* ACTIVITY *
When you reach the line that contains "trend + wobble" in the data below, copy it and every line after it exactly, adding nothing.

[Stored data]
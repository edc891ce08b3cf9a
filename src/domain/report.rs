//! Performance statistics derived from a completed simulation.

use chrono::NaiveDate;

use crate::domain::drawdown::drawdown_series;
use crate::domain::simulator::{EquityPoint, Trade};
use crate::domain::volatility::sample_stdev;

/// Read-only summary computed once at the end of a run.
#[derive(Debug, Clone, PartialEq)]
pub struct PerformanceReport {
    pub total_return: f64,
    pub annualized_return: f64,
    pub annualized_volatility: f64,
    pub sharpe_ratio: f64,
    /// Deepest decline from the running equity peak, as a fraction <= 0.
    pub max_drawdown: f64,
    /// Longest run of consecutive steps spent below the running peak.
    pub max_drawdown_duration: usize,
    pub total_costs: f64,
    pub num_trades: usize,
    pub final_equity: f64,
    pub start_date: Option<NaiveDate>,
    pub end_date: Option<NaiveDate>,
}

impl PerformanceReport {
    pub fn compute(
        equity_curve: &[EquityPoint],
        trades: &[Trade],
        periods_per_year: f64,
        risk_free_rate: f64,
    ) -> Self {
        let equity: Vec<f64> = equity_curve.iter().map(|p| p.equity).collect();

        let (first, last) = match (equity.first(), equity.last()) {
            (Some(&f), Some(&l)) => (f, l),
            _ => (0.0, 0.0),
        };

        let total_return = if first > 0.0 { last / first - 1.0 } else { 0.0 };

        let num_periods = equity.len() as f64;
        let annualized_return = if num_periods > 0.0 && (1.0 + total_return) > 0.0 {
            (1.0 + total_return).powf(periods_per_year / num_periods) - 1.0
        } else {
            0.0
        };

        let returns: Vec<f64> = equity
            .windows(2)
            .map(|w| if w[0] > 0.0 { w[1] / w[0] - 1.0 } else { 0.0 })
            .collect();

        let annualized_volatility = sample_stdev(&returns)
            .map(|sd| sd * periods_per_year.sqrt())
            .unwrap_or(0.0);

        let sharpe_ratio = if annualized_volatility > 0.0 {
            let mean_return = returns.iter().sum::<f64>() / returns.len() as f64;
            (mean_return * periods_per_year - risk_free_rate) / annualized_volatility
        } else {
            0.0
        };

        let (max_drawdown, max_drawdown_duration) = max_drawdown_stats(&equity);

        let total_costs: f64 = trades.iter().map(|t| t.cost).sum();

        PerformanceReport {
            total_return,
            annualized_return,
            annualized_volatility,
            sharpe_ratio,
            max_drawdown,
            max_drawdown_duration,
            total_costs,
            num_trades: trades.len(),
            final_equity: last,
            start_date: equity_curve.first().map(|p| p.date),
            end_date: equity_curve.last().map(|p| p.date),
        }
    }
}

fn max_drawdown_stats(equity: &[f64]) -> (f64, usize) {
    let drawdowns = drawdown_series(equity);
    let max_drawdown = drawdowns.iter().copied().fold(0.0f64, f64::min);

    let mut max_duration = 0usize;
    let mut current = 0usize;
    for &dd in &drawdowns {
        if dd < 0.0 {
            current += 1;
            max_duration = max_duration.max(current);
        } else {
            current = 0;
        }
    }

    (max_drawdown, max_duration)
}
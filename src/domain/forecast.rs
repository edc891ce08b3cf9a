//! Forecast normalization.
//!
//! Raw rule output is rescaled so the mean absolute forecast lands on a
//! standard target (10), then clamped to a symmetric cap (±20). The scalar is
//! calibrated over the whole available sample, including bars after the point
//! being scaled; trailing-only calibration would change results materially
//! and is deliberately not done here.

pub const TARGET_ABS_FORECAST: f64 = 10.0;
pub const FORECAST_CAP: f64 = 20.0;

/// Scale a raw forecast series to the standard range.
///
/// `None` entries (warm-up) stay `None`. A zero or undefined mean absolute
/// raw value flattens every defined entry to `Some(0.0)` rather than
/// dividing by zero.
pub fn scale_forecasts(
    raw: &[Option<f64>],
    target_abs_avg: f64,
    cap: f64,
) -> Vec<Option<f64>> {
    let defined: Vec<f64> = raw.iter().flatten().copied().collect();

    let mean_abs = if defined.is_empty() {
        0.0
    } else {
        defined.iter().map(|v| v.abs()).sum::<f64>() / defined.len() as f64
    };

    if mean_abs == 0.0 || !mean_abs.is_finite() {
        return raw.iter().map(|v| v.map(|_| 0.0)).collect();
    }

    let scalar = target_abs_avg / mean_abs;
    raw.iter()
        .map(|v| v.map(|value| (value * scalar).clamp(-cap, cap)))
        .collect()
}
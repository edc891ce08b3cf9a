#![allow(dead_code)]

use chrono::NaiveDate;
use std::collections::HashMap;
use voltrader::domain::error::VoltraderError;
pub use voltrader::domain::ohlcv::OhlcvBar;
use voltrader::domain::simulator::SimulationConfig;
use voltrader::domain::sizing::SizingConfig;
use voltrader::ports::data_port::DataPort;

pub struct MockDataPort {
    pub data: HashMap<String, Vec<OhlcvBar>>,
    pub errors: HashMap<String, String>,
}

impl MockDataPort {
    pub fn new() -> Self {
        Self {
            data: HashMap::new(),
            errors: HashMap::new(),
        }
    }

    pub fn with_bars(mut self, code: &str, bars: Vec<OhlcvBar>) -> Self {
        self.data.insert(code.to_string(), bars);
        self
    }

    pub fn with_error(mut self, code: &str, reason: &str) -> Self {
        self.errors.insert(code.to_string(), reason.to_string());
        self
    }
}

impl DataPort for MockDataPort {
    fn fetch_ohlcv(
        &self,
        code: &str,
        _exchange: &str,
        start_date: NaiveDate,
        end_date: NaiveDate,
    ) -> Result<Vec<OhlcvBar>, VoltraderError> {
        if let Some(reason) = self.errors.get(code) {
            return Err(VoltraderError::Data {
                reason: reason.clone(),
            });
        }
        Ok(self
            .data
            .get(code)
            .cloned()
            .unwrap_or_default()
            .into_iter()
            .filter(|b| b.date >= start_date && b.date <= end_date)
            .collect())
    }

    fn list_symbols(&self, _exchange: &str) -> Result<Vec<String>, VoltraderError> {
        let mut symbols: Vec<String> = self.data.keys().cloned().collect();
        symbols.sort();
        Ok(symbols)
    }

    fn get_data_range(
        &self,
        code: &str,
        _exchange: &str,
    ) -> Result<Option<(NaiveDate, NaiveDate, usize)>, VoltraderError> {
        if let Some(reason) = self.errors.get(code) {
            return Err(VoltraderError::Data {
                reason: reason.clone(),
            });
        }
        match self.data.get(code) {
            Some(bars) if !bars.is_empty() => {
                let min = bars.iter().map(|b| b.date).min().unwrap();
                let max = bars.iter().map(|b| b.date).max().unwrap();
                Ok(Some((min, max, bars.len())))
            }
            _ => Ok(None),
        }
    }
}

pub fn date(y: i32, m: u32, d: u32) -> NaiveDate {
    NaiveDate::from_ymd_opt(y, m, d).unwrap()
}

pub fn make_bar(code: &str, date: &str, close: f64) -> OhlcvBar {
    OhlcvBar {
        code: code.to_string(),
        exchange: "NASDAQ".to_string(),
        date: NaiveDate::parse_from_str(date, "%Y-%m-%d").unwrap(),
        open: close,
        high: close * 1.01,
        low: close * 0.99,
        close,
        volume: 1000,
    }
}

/// Bars with closes taken from an explicit price path, one per day.
pub fn bars_from_prices(code: &str, start_date: &str, prices: &[f64]) -> Vec<OhlcvBar> {
    let start = NaiveDate::parse_from_str(start_date, "%Y-%m-%d").unwrap();
    prices
        .iter()
        .enumerate()
        .map(|(i, &close)| OhlcvBar {
            code: code.to_string(),
            exchange: "NASDAQ".to_string(),
            date: start + chrono::Duration::days(i as i64),
            open: close,
            high: close * 1.01,
            low: close * 0.99,
            close,
            volume: 1000,
        })
        .collect()
}

pub fn constant_prices(value: f64, count: usize) -> Vec<f64> {
    vec![value; count]
}

pub fn linear_prices(start: f64, end: f64, count: usize) -> Vec<f64> {
    (0..count)
        .map(|i| start + (end - start) * i as f64 / (count - 1) as f64)
        .collect()
}

/// A deterministic wobbly uptrend: enough texture for non-zero volatility
/// without any randomness.
pub fn wavy_prices(base: f64, count: usize) -> Vec<f64> {
    (0..count)
        .map(|i| {
            let trend = base + i as f64 * 0.2;
            let wobble = ((i % 7) as f64 - 3.0) * 0.8;
            trend + wobble
        })
        .collect()
}

pub fn sample_sim_config() -> SimulationConfig {
    SimulationConfig {
        initial_capital: 100_000.0,
        transaction_cost_rate: 0.001,
        slippage_rate: 0.0005,
        rebalance_threshold_fraction: 0.01,
        volatility_window: 30,
        periods_per_year: 252.0,
        risk_free_rate: 0.0,
        drawdown_policy: None,
    }
}

pub fn sample_sizing_config() -> SizingConfig {
    SizingConfig {
        capital: 100_000.0,
        target_volatility: 0.20,
        max_position_fraction: 0.10,
    }
}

* SOLUTION BELOW *
            trend + wobble
        })
        .collect()
}

pub fn sample_sim_config() -> SimulationConfig {
    SimulationConfig {
        initial_capital: 100_000.0,
        transaction_cost_rate: 0.001,
        slippage_rate: 0.0005,
        rebalance_threshold_fraction: 0.01,
        volatility_window: 30,
        periods_per_year: 252.0,
        risk_free_rate: 0.0,
        drawdown_policy: None,
    }
}

pub fn sample_sizing_config() -> SizingConfig {
    SizingConfig {
        capital: 100_000.0,
        target_volatility: 0.20,
        max_position_fraction: 0.10,
    }
}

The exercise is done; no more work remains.